- Directions
From the listing below, pick out each line with the word "filter".

- Available data

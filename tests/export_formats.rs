// SPDX-License-Identifier: Apache-2.0
// Copyright (c) 2025 Polyframe Inc.

//! Export tests across every supported format

use anyhow::Result;
use sculptor::geometry::Primitive;
use sculptor::io::{export, export_with_fallback, ExportFormat, ExportOptions, MaterialDesc};
use sculptor::sculpt::{AssetStore, NoiseDisplace, NoiseField, Pipeline, RecalculateNormals};
use sculptor::{Mesh, SculptError};
use std::fs;
use tempfile::TempDir;

fn rock() -> Mesh {
    Pipeline::new()
        .with_pass(NoiseDisplace::new(NoiseField::cellular(5, 2.0), 0.15))
        .with_pass(RecalculateNormals::default())
        .run(Primitive::icosphere(1.0, 1).to_mesh(), &mut AssetStore::new())
        .unwrap()
        .mesh
}

fn gold() -> ExportOptions {
    ExportOptions::with_material(MaterialDesc::new(
        "coin_gold",
        [0.831, 0.686, 0.216],
        1.0,
        0.15,
    ))
}

#[test]
fn test_obj_export_with_material() -> Result<()> {
    let dir = TempDir::new()?;
    let path = dir.path().join("rock.obj");
    let mesh = rock();

    export(&mesh, &path, ExportFormat::Obj, &gold())?;

    let obj = fs::read_to_string(&path)?;
    assert!(obj.contains("mtllib rock.mtl"));
    assert!(obj.contains("usemtl coin_gold"));
    assert_eq!(obj.lines().filter(|l| l.starts_with("v ")).count(), 42);
    assert_eq!(obj.lines().filter(|l| l.starts_with("vn ")).count(), 42);
    assert_eq!(obj.lines().filter(|l| l.starts_with("f ")).count(), 80);
    // Icospheres carry no UVs
    assert!(!obj.lines().any(|l| l.starts_with("vt ")));

    let mtl = fs::read_to_string(dir.path().join("rock.mtl"))?;
    assert!(mtl.contains("newmtl coin_gold"));
    assert!(mtl.contains("Kd 0.831000 0.686000 0.216000"));
    Ok(())
}

#[test]
fn test_stl_export_reads_back() -> Result<()> {
    let dir = TempDir::new()?;
    let path = dir.path().join("rock.stl");
    let mesh = rock();

    export(&mesh, &path, ExportFormat::Stl, &ExportOptions::default())?;

    let mut file = fs::File::open(&path)?;
    let indexed = stl_io::read_stl(&mut file)?;
    assert_eq!(indexed.faces.len(), 80);
    Ok(())
}

#[test]
fn test_glb_has_binary_header() -> Result<()> {
    let dir = TempDir::new()?;
    let path = dir.path().join("rock.glb");

    export(&rock(), &path, ExportFormat::Glb, &gold())?;

    let bytes = fs::read(&path)?;
    assert_eq!(&bytes[0..4], b"glTF");
    assert_eq!(u32::from_le_bytes([bytes[4], bytes[5], bytes[6], bytes[7]]), 2);
    let declared = u32::from_le_bytes([bytes[8], bytes[9], bytes[10], bytes[11]]) as usize;
    assert_eq!(declared, bytes.len());
    assert_eq!(declared % 4, 0);
    Ok(())
}

#[test]
fn test_gltf_writes_sidecar_buffer() -> Result<()> {
    let dir = TempDir::new()?;
    let path = dir.path().join("rock.gltf");

    export(&rock(), &path, ExportFormat::Gltf, &gold())?;

    let json: serde_json::Value = serde_json::from_str(&fs::read_to_string(&path)?)?;
    assert_eq!(json["asset"]["version"], "2.0");
    assert_eq!(json["materials"][0]["name"], "coin_gold");
    let uri = json["buffers"][0]["uri"].as_str().unwrap();
    assert!(dir.path().join(uri).is_file());
    Ok(())
}

#[test]
fn test_fallback_after_primary_failure() -> Result<()> {
    let dir = TempDir::new()?;
    // A directory where the GLB should go makes the primary write fail
    fs::create_dir(dir.path().join("rock_0.glb"))?;

    let path = export_with_fallback(
        &rock(),
        dir.path(),
        "rock_0",
        ExportFormat::Glb,
        Some(ExportFormat::Obj),
        &ExportOptions::default(),
    )?;

    assert_eq!(path, dir.path().join("rock_0.obj"));
    assert!(path.is_file());
    Ok(())
}

#[test]
fn test_export_error_names_format_and_path() {
    let dir = TempDir::new().unwrap();
    let target = dir.path().join("missing").join("rock.stl");

    let err = export(&rock(), &target, ExportFormat::Stl, &ExportOptions::default()).unwrap_err();
    match err {
        SculptError::Export { format, path, .. } => {
            assert_eq!(format, "stl");
            assert_eq!(path, target);
        }
        other => panic!("unexpected error {:?}", other),
    }
}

- Completed task
    assert_eq!(obj.lines().filter(|l| l.starts_with("v ")).count(), 42);
    assert_eq!(obj.lines().filter(|l| l.starts_with("vn ")).count(), 42);
    assert_eq!(obj.lines().filter(|l| l.starts_with("f ")).count(), 80);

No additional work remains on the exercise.